Give again the lines of the data from its first line through the line with "spin the loop". Change nothing.
───── Provided records ─────
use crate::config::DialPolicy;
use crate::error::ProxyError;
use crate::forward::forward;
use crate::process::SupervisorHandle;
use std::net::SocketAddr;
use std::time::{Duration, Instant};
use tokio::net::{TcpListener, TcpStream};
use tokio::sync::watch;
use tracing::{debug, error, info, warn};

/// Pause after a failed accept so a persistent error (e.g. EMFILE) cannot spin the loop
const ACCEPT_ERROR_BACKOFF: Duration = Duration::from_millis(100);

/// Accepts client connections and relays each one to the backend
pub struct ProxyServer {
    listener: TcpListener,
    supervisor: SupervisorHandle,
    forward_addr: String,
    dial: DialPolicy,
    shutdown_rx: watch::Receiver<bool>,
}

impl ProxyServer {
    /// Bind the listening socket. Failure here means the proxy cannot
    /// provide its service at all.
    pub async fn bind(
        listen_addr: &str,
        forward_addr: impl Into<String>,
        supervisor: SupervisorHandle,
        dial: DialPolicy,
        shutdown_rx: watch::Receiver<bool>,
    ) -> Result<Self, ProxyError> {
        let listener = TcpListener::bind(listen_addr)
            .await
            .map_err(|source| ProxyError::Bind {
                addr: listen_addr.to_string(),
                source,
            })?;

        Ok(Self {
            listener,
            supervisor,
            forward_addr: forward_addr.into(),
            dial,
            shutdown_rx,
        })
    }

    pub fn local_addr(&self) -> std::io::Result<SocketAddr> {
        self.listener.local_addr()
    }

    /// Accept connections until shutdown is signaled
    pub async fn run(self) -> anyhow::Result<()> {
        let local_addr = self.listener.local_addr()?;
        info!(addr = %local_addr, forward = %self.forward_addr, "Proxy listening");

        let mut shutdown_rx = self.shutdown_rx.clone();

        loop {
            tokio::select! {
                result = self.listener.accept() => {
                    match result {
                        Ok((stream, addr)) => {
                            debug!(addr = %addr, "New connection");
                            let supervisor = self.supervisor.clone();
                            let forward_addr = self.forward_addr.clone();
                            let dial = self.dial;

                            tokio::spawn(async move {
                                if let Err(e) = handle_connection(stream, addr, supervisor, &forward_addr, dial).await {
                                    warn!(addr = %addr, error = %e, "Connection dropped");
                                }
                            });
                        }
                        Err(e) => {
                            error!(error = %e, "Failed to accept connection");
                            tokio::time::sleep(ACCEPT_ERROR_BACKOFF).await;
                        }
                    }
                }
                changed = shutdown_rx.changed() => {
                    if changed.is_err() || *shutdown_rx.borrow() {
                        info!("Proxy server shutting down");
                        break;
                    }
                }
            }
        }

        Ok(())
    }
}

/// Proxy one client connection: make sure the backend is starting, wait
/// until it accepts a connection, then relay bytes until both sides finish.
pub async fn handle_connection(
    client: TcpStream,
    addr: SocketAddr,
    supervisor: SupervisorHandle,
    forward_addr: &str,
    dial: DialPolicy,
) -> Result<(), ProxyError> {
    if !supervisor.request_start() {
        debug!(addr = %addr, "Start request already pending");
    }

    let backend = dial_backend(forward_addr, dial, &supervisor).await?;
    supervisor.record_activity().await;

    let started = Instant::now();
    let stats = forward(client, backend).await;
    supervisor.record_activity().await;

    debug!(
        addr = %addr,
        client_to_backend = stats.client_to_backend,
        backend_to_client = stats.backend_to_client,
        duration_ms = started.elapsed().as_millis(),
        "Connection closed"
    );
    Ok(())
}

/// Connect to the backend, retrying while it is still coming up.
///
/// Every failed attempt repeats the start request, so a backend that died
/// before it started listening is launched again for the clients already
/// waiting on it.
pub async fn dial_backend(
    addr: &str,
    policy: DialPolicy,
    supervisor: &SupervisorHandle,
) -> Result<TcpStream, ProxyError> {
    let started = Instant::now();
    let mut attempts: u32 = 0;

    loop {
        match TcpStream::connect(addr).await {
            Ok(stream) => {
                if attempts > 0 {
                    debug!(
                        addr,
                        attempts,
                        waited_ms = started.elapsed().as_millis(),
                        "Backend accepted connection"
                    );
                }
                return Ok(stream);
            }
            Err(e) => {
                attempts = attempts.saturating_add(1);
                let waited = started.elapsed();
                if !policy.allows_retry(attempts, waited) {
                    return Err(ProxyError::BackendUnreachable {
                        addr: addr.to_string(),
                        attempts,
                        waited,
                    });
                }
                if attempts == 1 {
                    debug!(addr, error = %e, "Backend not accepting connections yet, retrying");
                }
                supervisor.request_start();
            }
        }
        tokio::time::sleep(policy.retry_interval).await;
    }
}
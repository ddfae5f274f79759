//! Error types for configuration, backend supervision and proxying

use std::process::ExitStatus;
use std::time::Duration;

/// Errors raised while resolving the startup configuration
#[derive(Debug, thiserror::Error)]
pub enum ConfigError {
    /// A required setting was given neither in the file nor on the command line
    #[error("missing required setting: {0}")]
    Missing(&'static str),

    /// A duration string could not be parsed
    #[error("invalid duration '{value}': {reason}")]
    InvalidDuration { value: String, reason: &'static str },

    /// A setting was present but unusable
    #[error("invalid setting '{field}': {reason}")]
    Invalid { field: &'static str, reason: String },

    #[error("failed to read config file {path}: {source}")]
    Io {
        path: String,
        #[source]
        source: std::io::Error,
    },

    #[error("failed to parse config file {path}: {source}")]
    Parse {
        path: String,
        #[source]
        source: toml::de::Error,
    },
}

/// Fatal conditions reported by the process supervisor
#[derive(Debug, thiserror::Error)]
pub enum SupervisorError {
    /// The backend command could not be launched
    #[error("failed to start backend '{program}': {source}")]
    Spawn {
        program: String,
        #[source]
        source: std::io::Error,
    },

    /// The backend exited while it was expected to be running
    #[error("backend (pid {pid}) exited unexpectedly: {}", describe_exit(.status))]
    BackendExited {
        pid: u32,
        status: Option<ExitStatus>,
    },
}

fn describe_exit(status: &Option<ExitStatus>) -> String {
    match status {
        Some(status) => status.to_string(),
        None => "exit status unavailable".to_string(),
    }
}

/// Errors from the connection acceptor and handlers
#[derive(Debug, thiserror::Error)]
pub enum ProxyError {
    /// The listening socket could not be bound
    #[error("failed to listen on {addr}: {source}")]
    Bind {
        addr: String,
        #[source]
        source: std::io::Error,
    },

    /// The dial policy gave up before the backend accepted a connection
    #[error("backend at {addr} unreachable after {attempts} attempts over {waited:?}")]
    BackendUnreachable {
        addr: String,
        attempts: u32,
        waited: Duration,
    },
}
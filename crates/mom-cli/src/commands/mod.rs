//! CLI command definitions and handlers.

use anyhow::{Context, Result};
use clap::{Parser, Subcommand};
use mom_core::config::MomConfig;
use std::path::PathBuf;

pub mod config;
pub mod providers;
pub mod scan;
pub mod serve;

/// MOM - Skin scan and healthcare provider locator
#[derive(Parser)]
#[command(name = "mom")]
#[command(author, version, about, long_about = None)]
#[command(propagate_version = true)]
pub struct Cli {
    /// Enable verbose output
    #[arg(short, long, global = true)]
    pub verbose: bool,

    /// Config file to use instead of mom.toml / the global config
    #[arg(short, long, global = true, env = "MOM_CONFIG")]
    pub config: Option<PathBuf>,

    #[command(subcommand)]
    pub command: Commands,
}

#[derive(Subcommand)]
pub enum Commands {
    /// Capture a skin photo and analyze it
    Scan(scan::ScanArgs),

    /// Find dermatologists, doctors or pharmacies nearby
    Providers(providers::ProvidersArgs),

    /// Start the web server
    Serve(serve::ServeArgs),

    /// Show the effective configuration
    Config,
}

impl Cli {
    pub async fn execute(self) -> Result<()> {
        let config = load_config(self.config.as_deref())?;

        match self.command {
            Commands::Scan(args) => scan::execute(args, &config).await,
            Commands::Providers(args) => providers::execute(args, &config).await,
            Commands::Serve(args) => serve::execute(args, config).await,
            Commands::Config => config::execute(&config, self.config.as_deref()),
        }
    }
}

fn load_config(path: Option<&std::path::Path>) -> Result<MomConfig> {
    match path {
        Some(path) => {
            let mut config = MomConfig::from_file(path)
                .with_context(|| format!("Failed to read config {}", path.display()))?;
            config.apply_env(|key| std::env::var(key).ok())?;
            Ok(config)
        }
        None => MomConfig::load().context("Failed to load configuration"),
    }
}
─────
Solution to this exercise >>
use crate::config::DialPolicy;
use crate::error::ProxyError;
use crate::forward::forward;
use crate::process::SupervisorHandle;
use std::net::SocketAddr;
use std::time::{Duration, Instant};
use tokio::net::{TcpListener, TcpStream};
use tokio::sync::watch;
use tracing::{debug, error, info, warn};

/// Pause after a failed accept so a persistent error (e.g. EMFILE) cannot spin the loop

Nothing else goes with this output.